The F12 key allow to open those tools, and then we can click on the Console
tab.
The XHR requests are that occur after the initial page loading are listed here.
Each requests can be inspected in the console, including the JSON response payload.
If the inspected request contains your search results then you already get its address and then you can determine the JSON paths to reach each wanted information.
"https://www.arretsurimages.net": {
"favicon_url": "https://www.arretsurimages.net/assets/img/favicon/favicon-32x32.png",
"news_rss_url": "https://api.arretsurimages.net/api/public/rss/all-content",
"type": "JSON",
"search_url": "https://api.arretsurimages.net/api/public/search?q={}&sort=last_version_at&limit={<100}", (1)
"search_url_web": "https://www.arretsurimages.net",
"res_nb": "hits -> total", (2)
"results": "hits -> hits", (3)
"r_h1": "title -> text",
"r_url": "path",
"r_dt": "last_version_at",
"r_txt": "tease",
"r_by": "authors", (4)
"r_by_attr": "name", (4)
…
1 | {<100} will be replaced by Meta-Press.es with the max number of results by request. You can change this parameter in the settings but it won’t exceed 100 in this case because the source would refuse to anwser. |
2 | When parsing JSON objects, you can specify a path (separated with : " → " spaced arrow signs) to point deep values (not a 1st level). |
3 | This JSON path point to the list of results that Meta-Press.es will go through. |
4 | The r_by property point at a JSON list, and the r_by_attr designate the attribute to fetch from each elements of the list.
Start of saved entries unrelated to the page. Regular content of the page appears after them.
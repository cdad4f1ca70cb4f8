//! Offscreen framebuffers, uniforms and blue noise for running effects on a
//! [`WgpuDevice`] without a window.
//!
//! Every framebuffer slot is an `R32Float` storage texture at set 0, bound in
//! slot order: ping, pong, final, wipe source.
use tracing::debug;

use crate::framebuffers::{
    BlueNoiseProvider, Extent2d, FramebufferProvider, FramebufferSlot, ResolutionState,
    UniformProvider,
};
use crate::WgpuDevice;

pub const HEADLESS_FORMAT: wgpu::TextureFormat = wgpu::TextureFormat::R32Float;

const SLOTS: [FramebufferSlot; 4] = [
    FramebufferSlot::UpscaledPing,
    FramebufferSlot::UpscaledPong,
    FramebufferSlot::Final,
    FramebufferSlot::WipeEffectSource,
];

const UNIFORM_SIZE: u64 = 256;
const BLUE_NOISE_SIZE: u32 = 64;

fn slot_index(slot: FramebufferSlot) -> usize {
    match slot {
        FramebufferSlot::UpscaledPing => 0,
        FramebufferSlot::UpscaledPong => 1,
        FramebufferSlot::Final => 2,
        FramebufferSlot::WipeEffectSource => 3,
    }
}

fn texture_2d(
    device: &wgpu::Device,
    label: &str,
    extent: Extent2d,
    format: wgpu::TextureFormat,
    usage: wgpu::TextureUsages,
) -> wgpu::Texture {
    device.create_texture(&wgpu::TextureDescriptor {
        label: Some(label),
        size: wgpu::Extent3d {
            width: extent.width.max(1),
            height: extent.height.max(1),
            depth_or_array_layers: 1,
        },
        mip_level_count: 1,
        sample_count: 1,
        dimension: wgpu::TextureDimension::D2,
        format,
        usage,
        view_formats: &[],
    })
}

struct Set {
    layout: wgpu::BindGroupLayout,
    group: wgpu::BindGroup,
}

pub struct HeadlessTargets {
    extent: Extent2d,
    images: [wgpu::Texture; 4],
    framebuffers: Set,
    uniform_buffer: wgpu::Buffer,
    uniform: Set,
    blue_noise: Set,
}

impl HeadlessTargets {
    pub fn new(device: &WgpuDevice, extent: Extent2d) -> Self {
        let gpu = device.device();
        let usage = wgpu::TextureUsages::STORAGE_BINDING
            | wgpu::TextureUsages::TEXTURE_BINDING
            | wgpu::TextureUsages::RENDER_ATTACHMENT
            | wgpu::TextureUsages::COPY_SRC
            | wgpu::TextureUsages::COPY_DST;
        let images =
            SLOTS.map(|slot| texture_2d(gpu, &slot.to_string(), extent, HEADLESS_FORMAT, usage));

        let storage_entries: Vec<_> = (0..SLOTS.len() as u32)
            .map(|binding| wgpu::BindGroupLayoutEntry {
                binding,
                visibility: wgpu::ShaderStages::COMPUTE,
                ty: wgpu::BindingType::StorageTexture {
                    access: wgpu::StorageTextureAccess::ReadWrite,
                    format: HEADLESS_FORMAT,
                    view_dimension: wgpu::TextureViewDimension::D2,
                },
                count: None,
            })
            .collect();
        let layout = gpu.create_bind_group_layout(&wgpu::BindGroupLayoutDescriptor {
            label: Some("framebuffers"),
            entries: &storage_entries,
        });
        let views: Vec<_> = images
            .iter()
            .map(|image| image.create_view(&wgpu::TextureViewDescriptor::default()))
            .collect();
        let entries: Vec<_> = views
            .iter()
            .enumerate()
            .map(|(binding, view)| wgpu::BindGroupEntry {
                binding: binding as u32,
                resource: wgpu::BindingResource::TextureView(view),
            })
            .collect();
        let group = gpu.create_bind_group(&wgpu::BindGroupDescriptor {
            label: Some("framebuffers"),
            layout: &layout,
            entries: &entries,
        });
        let framebuffers = Set { layout, group };

        let uniform_buffer = gpu.create_buffer(&wgpu::BufferDescriptor {
            label: Some("uniform"),
            size: UNIFORM_SIZE,
            usage: wgpu::BufferUsages::UNIFORM | wgpu::BufferUsages::COPY_DST,
            mapped_at_creation: false,
        });
        let layout = gpu.create_bind_group_layout(&wgpu::BindGroupLayoutDescriptor {
            label: Some("uniform"),
            entries: &[wgpu::BindGroupLayoutEntry {
                binding: 0,
                visibility: wgpu::ShaderStages::COMPUTE,
                ty: wgpu::BindingType::Buffer {
                    ty: wgpu::BufferBindingType::Uniform,
                    has_dynamic_offset: false,
                    min_binding_size: None,
                },
                count: None,
            }],
        });
        let group = gpu.create_bind_group(&wgpu::BindGroupDescriptor {
            label: Some("uniform"),
            layout: &layout,
            entries: &[wgpu::BindGroupEntry {
                binding: 0,
                resource: uniform_buffer.as_entire_binding(),
            }],
        });
        let uniform = Set { layout, group };

        let noise = texture_2d(
            gpu,
            "blue noise",
            Extent2d::new(BLUE_NOISE_SIZE, BLUE_NOISE_SIZE),
            wgpu::TextureFormat::Rgba8Unorm,
            wgpu::TextureUsages::TEXTURE_BINDING | wgpu::TextureUsages::COPY_DST,
        );
        let noise_view = noise.create_view(&wgpu::TextureViewDescriptor::default());
        let layout = gpu.create_bind_group_layout(&wgpu::BindGroupLayoutDescriptor {
            label: Some("blue noise"),
            entries: &[wgpu::BindGroupLayoutEntry {
                binding: 0,
                visibility: wgpu::ShaderStages::COMPUTE,
                ty: wgpu::BindingType::Texture {
                    sample_type: wgpu::TextureSampleType::Float { filterable: true },
                    view_dimension: wgpu::TextureViewDimension::D2,
                    multisampled: false,
                },
                count: None,
            }],
        });
        let group = gpu.create_bind_group(&wgpu::BindGroupDescriptor {
            label: Some("blue noise"),
            layout: &layout,
            entries: &[wgpu::BindGroupEntry {
                binding: 0,
                resource: wgpu::BindingResource::TextureView(&noise_view),
            }],
        });
        let blue_noise = Set { layout, group };

        debug!(?extent, "created headless targets");
        Self {
            extent,
            images,
            framebuffers,
            uniform_buffer,
            uniform,
            blue_noise,
        }
    }

    pub fn extent(&self) -> Extent2d {
        self.extent
    }

    /// The uniform buffer bound at set 1.
    pub fn uniform_buffer(&self) -> &wgpu::Buffer {
        &self.uniform_buffer
    }

    pub fn resolution(&self) -> ResolutionState {
        ResolutionState {
            render: self.extent,
            upscaled: self.extent,
        }
    }

    pub fn texture(&self, slot: FramebufferSlot) -> &wgpu::Texture {
        &self.images[slot_index(slot)]
    }
}

impl FramebufferProvider<WgpuDevice> for HeadlessTargets {
    fn bind_group_layout(&self) -> &wgpu::BindGroupLayout {
        &self.framebuffers.layout
    }

    fn bind_group(&self, _frame_index: u32) -> &wgpu::BindGroup {
        &self.framebuffers.group
    }

    fn image(&self, slot: FramebufferSlot, _frame_index: u32) -> Option<&wgpu::Texture> {
        Some(self.texture(slot))
    }

    fn size(&self, _resolution: &ResolutionState, _slot: FramebufferSlot) -> Extent2d {
        self.extent
    }

    fn format(&self, _slot: FramebufferSlot) -> wgpu::TextureFormat {
        HEADLESS_FORMAT
    }

    fn insert_barriers(
        &self,
        _encoder: &mut wgpu::CommandEncoder,
        _frame_index: u32,
        _slots: &[FramebufferSlot],
    ) {
    }
}

impl UniformProvider<WgpuDevice> for HeadlessTargets {
    fn bind_group_layout(&self) -> &wgpu::BindGroupLayout {
        &self.uniform.layout
    }

    fn bind_group(&self, _frame_index: u32) -> &wgpu::BindGroup {
        &self.uniform.group
    }
}

impl BlueNoiseProvider<WgpuDevice> for HeadlessTargets {
    fn bind_group_layout(&self) -> &wgpu::BindGroupLayout {
        &self.blue_noise.layout
    }

    fn bind_group(&self) -> &wgpu::BindGroup {
        &self.blue_noise.group
    }
}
Then names are joined with comas between them to build the list of authors as a single field. |
2.3.1. json_to_html
Results might also be sent as valid HTML embedded in a JSON object.
In this case you can specify a json_to_html
JSON path in the source
definition to point at specific JSON location where a valid HTML string will be
found and parsed.
For the moment only one JSON location can be parsed as HTML, but it might get thinner with per-field based conversion (r_h1_html, r_url_html…).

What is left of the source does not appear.